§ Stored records
-- Opening Marker --

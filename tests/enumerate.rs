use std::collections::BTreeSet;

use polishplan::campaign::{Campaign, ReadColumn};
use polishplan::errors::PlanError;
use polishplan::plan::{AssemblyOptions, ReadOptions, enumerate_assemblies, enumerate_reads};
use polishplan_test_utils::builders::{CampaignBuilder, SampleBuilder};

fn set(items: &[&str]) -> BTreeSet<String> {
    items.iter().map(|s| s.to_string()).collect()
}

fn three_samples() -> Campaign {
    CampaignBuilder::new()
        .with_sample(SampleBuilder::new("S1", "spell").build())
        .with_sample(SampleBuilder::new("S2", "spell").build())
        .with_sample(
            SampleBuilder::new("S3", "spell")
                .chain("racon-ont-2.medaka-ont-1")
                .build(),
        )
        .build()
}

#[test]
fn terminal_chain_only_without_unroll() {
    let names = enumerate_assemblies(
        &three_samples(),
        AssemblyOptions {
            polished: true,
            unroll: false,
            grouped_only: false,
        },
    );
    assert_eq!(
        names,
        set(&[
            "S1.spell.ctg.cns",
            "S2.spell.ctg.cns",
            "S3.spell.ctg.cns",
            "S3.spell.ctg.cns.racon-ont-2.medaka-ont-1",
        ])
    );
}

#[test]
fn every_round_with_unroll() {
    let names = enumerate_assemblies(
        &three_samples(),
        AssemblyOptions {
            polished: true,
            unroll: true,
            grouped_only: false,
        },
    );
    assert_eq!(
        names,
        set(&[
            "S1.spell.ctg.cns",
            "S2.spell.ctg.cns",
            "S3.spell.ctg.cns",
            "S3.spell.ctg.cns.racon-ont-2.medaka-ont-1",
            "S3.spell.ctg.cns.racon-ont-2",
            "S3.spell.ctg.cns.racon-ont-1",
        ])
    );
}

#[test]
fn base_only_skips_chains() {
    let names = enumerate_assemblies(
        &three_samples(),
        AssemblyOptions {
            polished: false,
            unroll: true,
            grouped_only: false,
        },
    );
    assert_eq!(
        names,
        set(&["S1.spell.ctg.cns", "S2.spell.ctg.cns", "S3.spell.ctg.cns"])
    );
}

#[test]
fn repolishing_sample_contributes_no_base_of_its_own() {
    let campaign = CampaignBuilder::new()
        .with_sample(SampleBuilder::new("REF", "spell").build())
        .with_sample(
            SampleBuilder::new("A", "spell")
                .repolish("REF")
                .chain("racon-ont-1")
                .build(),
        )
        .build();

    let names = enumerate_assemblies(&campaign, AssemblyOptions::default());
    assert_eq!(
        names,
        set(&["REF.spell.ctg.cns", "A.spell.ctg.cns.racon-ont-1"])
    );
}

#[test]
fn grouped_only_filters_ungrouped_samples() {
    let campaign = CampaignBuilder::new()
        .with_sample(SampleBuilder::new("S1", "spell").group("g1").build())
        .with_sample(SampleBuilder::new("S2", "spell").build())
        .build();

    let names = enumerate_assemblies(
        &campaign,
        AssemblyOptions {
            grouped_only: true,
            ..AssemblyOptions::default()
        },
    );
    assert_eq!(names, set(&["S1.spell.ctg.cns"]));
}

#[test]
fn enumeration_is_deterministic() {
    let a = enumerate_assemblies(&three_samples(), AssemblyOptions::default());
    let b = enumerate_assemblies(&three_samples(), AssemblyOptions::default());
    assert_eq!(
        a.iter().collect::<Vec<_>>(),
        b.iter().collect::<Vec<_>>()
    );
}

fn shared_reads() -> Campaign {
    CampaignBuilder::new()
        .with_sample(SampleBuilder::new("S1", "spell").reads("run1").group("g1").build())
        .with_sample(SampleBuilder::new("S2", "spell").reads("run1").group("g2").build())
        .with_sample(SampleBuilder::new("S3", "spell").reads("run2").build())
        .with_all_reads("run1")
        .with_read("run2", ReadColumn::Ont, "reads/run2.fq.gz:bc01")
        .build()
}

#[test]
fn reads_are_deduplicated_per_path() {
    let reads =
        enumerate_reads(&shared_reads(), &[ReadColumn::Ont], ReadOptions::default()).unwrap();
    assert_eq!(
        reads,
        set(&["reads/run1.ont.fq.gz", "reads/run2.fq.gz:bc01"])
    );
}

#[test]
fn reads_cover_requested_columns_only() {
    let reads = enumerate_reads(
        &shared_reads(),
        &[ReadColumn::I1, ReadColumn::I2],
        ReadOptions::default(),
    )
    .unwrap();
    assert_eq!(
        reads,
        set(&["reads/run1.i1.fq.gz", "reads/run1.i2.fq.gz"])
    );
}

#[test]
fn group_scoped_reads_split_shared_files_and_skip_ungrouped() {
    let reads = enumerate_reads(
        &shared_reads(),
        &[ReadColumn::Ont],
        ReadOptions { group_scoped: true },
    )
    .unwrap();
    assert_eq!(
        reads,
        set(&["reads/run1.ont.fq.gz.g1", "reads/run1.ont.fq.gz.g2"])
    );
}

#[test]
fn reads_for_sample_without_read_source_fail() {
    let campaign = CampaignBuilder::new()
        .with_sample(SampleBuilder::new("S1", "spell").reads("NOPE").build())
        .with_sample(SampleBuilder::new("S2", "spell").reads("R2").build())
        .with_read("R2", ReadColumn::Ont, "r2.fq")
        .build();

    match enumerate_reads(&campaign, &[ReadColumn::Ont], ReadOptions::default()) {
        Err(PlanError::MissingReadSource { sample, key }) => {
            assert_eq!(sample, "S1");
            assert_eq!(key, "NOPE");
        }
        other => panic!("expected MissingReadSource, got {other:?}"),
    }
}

-- Closing Marker --
-- Opening Marker --

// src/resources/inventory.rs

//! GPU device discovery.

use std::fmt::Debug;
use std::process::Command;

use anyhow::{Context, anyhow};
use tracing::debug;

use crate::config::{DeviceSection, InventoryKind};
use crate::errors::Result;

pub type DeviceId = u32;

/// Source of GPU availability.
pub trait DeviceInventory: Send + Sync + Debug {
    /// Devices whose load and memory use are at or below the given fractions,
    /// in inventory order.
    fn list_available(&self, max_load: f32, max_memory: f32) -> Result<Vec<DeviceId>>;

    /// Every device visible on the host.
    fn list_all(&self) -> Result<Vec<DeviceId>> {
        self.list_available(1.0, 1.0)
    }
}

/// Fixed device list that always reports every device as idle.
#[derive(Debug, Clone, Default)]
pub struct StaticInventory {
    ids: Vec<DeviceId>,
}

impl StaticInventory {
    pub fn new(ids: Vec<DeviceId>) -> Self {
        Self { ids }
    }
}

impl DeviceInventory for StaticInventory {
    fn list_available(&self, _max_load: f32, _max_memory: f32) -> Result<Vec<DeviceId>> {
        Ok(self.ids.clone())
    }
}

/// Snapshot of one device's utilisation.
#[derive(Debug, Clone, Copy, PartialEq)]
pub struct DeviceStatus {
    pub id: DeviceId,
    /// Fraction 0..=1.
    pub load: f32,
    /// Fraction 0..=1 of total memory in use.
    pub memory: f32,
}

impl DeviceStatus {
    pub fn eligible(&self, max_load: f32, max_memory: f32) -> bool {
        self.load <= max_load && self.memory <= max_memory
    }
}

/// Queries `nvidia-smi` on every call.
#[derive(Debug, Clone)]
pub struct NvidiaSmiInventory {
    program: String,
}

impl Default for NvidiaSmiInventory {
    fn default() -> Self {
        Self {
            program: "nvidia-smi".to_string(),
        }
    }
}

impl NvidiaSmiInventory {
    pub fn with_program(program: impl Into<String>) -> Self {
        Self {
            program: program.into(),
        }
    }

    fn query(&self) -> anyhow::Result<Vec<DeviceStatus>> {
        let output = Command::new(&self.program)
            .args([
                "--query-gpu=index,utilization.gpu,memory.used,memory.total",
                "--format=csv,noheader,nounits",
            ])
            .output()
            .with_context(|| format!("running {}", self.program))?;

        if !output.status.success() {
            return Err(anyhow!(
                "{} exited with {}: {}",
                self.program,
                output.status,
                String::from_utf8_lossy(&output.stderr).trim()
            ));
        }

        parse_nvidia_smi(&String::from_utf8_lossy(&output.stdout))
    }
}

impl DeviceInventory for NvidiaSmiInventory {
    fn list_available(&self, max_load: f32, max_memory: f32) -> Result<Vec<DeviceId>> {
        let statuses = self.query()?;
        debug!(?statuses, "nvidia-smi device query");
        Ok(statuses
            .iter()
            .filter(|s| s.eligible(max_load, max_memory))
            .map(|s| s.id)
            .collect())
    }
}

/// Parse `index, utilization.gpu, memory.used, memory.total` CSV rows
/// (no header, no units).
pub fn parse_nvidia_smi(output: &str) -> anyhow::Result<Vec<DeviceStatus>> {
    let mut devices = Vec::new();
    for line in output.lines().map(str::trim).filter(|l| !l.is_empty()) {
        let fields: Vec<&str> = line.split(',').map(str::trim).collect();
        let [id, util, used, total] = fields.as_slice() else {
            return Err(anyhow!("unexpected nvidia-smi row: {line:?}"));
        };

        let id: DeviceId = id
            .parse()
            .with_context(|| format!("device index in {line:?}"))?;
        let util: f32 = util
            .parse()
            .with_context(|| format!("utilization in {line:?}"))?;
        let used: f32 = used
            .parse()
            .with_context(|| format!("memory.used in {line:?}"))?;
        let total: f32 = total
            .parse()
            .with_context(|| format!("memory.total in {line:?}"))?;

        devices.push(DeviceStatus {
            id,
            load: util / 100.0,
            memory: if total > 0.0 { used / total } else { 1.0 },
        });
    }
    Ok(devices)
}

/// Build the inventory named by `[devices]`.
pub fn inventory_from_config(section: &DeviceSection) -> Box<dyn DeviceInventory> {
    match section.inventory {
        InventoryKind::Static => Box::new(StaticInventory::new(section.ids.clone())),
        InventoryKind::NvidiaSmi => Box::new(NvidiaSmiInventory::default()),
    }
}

-- Closing Marker --

§ What you have to do
Working through the records, find each line containing the word "DeviceStatus" and copy it.

§ The completed task
pub struct DeviceStatus {
impl DeviceStatus {
    fn query(&self) -> anyhow::Result<Vec<DeviceStatus>> {
pub fn parse_nvidia_smi(output: &str) -> anyhow::Result<Vec<DeviceStatus>> {
        devices.push(DeviceStatus {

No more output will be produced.